Two days later, Harsh Mander, who led the team from Karwan e Mohabbat, a campaign for peace and solidarity he started in 2017, told Article 14: “It was very scary.”
“We could hear the sounds of gunshots close at hand and mortar bombs. It became really difficult to know what to do,” said Mander. “When we reached the border, the sound of firing was very close. It was within 100 metres.”
In the state of 3.2 million people, Meiteis are mostly Vaishnavite Hindus who make up more than half the population and live in the Imphal valley, while the Christian Kukis are far fewer and live in the hill districts.
Of the 182 people killed in the past three months, according to the government data reviewed by Reuters, 113 were Kukis and 62 were Meiteis, suggesting the minority ethnic group has borne the brunt of three months of violence in the state government run by the Bharatiya Janata Party (BJP) for the past six years.
Some believe that Biren Singh, the 62-year-old chief minister of the state and a Meitei, has played a partisan role in the ethnic conflict that has caused tragic loss of life, displacement, and deep anguish for those whose loved ones have been killed and their homes set on fire by the warring factions.

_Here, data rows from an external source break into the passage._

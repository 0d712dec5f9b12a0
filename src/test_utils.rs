//! Test fixtures: a small order aggregate and record builders.

use std::collections::BTreeMap;

use bytes::Bytes;
use chrono::Utc;
use serde::Deserialize;
use serde_json::json;
use uuid::Uuid;

use crate::aggregate::{Aggregate, Deletable};
use crate::codec::{decode_json, encode_json, DecodeError, Decoded, DomainEvent, EncodeError};
use crate::record::{EventRecord, RawEventRecord};

#[derive(Debug, Clone, PartialEq, Eq)]
pub enum OrderEvent {
    OrderPlaced { customer: String },
    ItemAdded { sku: String, quantity: u32 },
    OrderShipped,
    OrderDeleted,
}

#[derive(Deserialize)]
struct PlacedPayload {
    customer: String,
}

#[derive(Deserialize)]
struct ItemAddedPayload {
    sku: String,
    quantity: u32,
}

impl DomainEvent for OrderEvent {
    fn event_type(&self) -> &'static str {
        match self {
            OrderEvent::OrderPlaced { .. } => "OrderPlaced",
            OrderEvent::ItemAdded { .. } => "ItemAdded",
            OrderEvent::OrderShipped => "OrderShipped",
            OrderEvent::OrderDeleted => "OrderDeleted",
        }
    }

    fn encode(&self) -> Result<Bytes, EncodeError> {
        let body = match self {
            OrderEvent::OrderPlaced { customer } => json!({ "customer": customer }),
            OrderEvent::ItemAdded { sku, quantity } => json!({ "sku": sku, "quantity": quantity }),
            OrderEvent::OrderShipped | OrderEvent::OrderDeleted => json!({}),
        };
        encode_json(self.event_type(), &body)
    }

    fn decode(event_type: &str, data: &[u8]) -> Decoded<Self> {
        match event_type {
            "OrderPlaced" => decode_json::<PlacedPayload>(event_type, data)
                .map(|p| OrderEvent::OrderPlaced {
                    customer: p.customer,
                }),
            "ItemAdded" => decode_json::<ItemAddedPayload>(event_type, data).map(|p| {
                OrderEvent::ItemAdded {
                    sku: p.sku,
                    quantity: p.quantity,
                }
            }),
            "OrderShipped" => {
                decode_json::<serde_json::Value>(event_type, data).map(|_| OrderEvent::OrderShipped)
            }
            "OrderDeleted" => {
                decode_json::<serde_json::Value>(event_type, data).map(|_| OrderEvent::OrderDeleted)
            }
            "LegacyNote" => Decoded::Skip,
            other => Decoded::Error(DecodeError::UnknownType(other.to_string())),
        }
    }
}

#[derive(Debug, Clone, Copy, Default, PartialEq, Eq)]
pub enum OrderStatus {
    #[default]
    Draft,
    Placed,
    Shipped,
    Deleted,
}

#[derive(Debug, Clone, Default, PartialEq, Eq)]
pub struct Order {
    pub customer: Option<String>,
    pub items: BTreeMap<String, u32>,
    pub status: OrderStatus,
}

impl Order {
    pub fn ship(&self) -> Result<Vec<OrderEvent>, String> {
        if self.status != OrderStatus::Placed {
            return Err(format!("cannot ship order in status {:?}", self.status));
        }
        Ok(vec![OrderEvent::OrderShipped])
    }
}

impl Aggregate for Order {
    const KIND: &'static str = "order";

    type Event = OrderEvent;

    fn apply(&mut self, event: &Self::Event) {
        match event {
            OrderEvent::OrderPlaced { customer } => {
                self.customer = Some(customer.clone());
                self.status = OrderStatus::Placed;
            }
            OrderEvent::ItemAdded { sku, quantity } => {
                *self.items.entry(sku.clone()).or_default() += quantity;
            }
            OrderEvent::OrderShipped => self.status = OrderStatus::Shipped,
            OrderEvent::OrderDeleted => self.status = OrderStatus::Deleted,
        }
    }
}

impl Deletable for Order {
    fn mark_as_deleted(&self) -> Self::Event {
        OrderEvent::OrderDeleted
    }
}

/// Aggregate without a deletion capability.
#[derive(Debug, Clone, Default, PartialEq, Eq)]
pub struct Ledger {
    pub entries: u32,
}

impl Aggregate for Ledger {
    const KIND: &'static str = "ledger";

    type Event = OrderEvent;

    fn apply(&mut self, _event: &Self::Event) {
        self.entries += 1;
    }
}

pub fn raw_record(stream: &str, event_type: &str, data: &[u8]) -> RawEventRecord {
    EventRecord {
        stream_name: stream.to_string(),
        event_type: event_type.to_string(),
        id: Uuid::new_v4(),
        stream_position: 0,
        commit_position: 0,
        recorded_at: Utc::now(),
        data: Bytes::copy_from_slice(data),
        metadata: Bytes::new(),
    }
}

pub fn decoded_record(stream: &str, position: u64, event: OrderEvent) -> EventRecord<OrderEvent> {
    EventRecord {
        stream_name: stream.to_string(),
        event_type: event.event_type().to_string(),
        id: Uuid::new_v4(),
        stream_position: position,
        commit_position: position,
        recorded_at: Utc::now(),
        data: event,
        metadata: Bytes::new(),
    }
}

Old divisions are seen to have deepened under his leadership and his “war on drugs”, which has solidified and sharpened the narrative of Kukis being illegal immigrants from Myanmar engaged in poppy cultivation which leads to the production of brown sugar and other drugs that destroys the Meitei youth. They have also been vilified as people clearing protected forests and hurting the ecology.
The ethnic violence erupted after the Kukis protested the judgement of the Manipur High Court, telling the state government to consider including the Meitei community in the Scheduled Tribes’ list.
In all his years as an IAS officer and then as an activist, Mander said he had never seen anything like the recent events in Manipur, which he said was engaged in a civil war or on the cusp of devolving into one. The partisan role of the state government, the abdicating of responsibilities to help the minority, and the central government’s silence, was similar to the Gujarat riots in 2002, where Muslims were targeted and suffered disproportionately. But the weapons being used in Manipur were more modern and deadlier.
The failure of the state was threefold, said Mander.
The government had failed to prevent the violence, was unable to disarm and detain the people who had instigated or participated in the violence once it broke out, and failed to bring innocent civilians to safety and establish relief camps for them, with complete provisioning of food, sanitation, health care and education, with particular focus on children, women and older people.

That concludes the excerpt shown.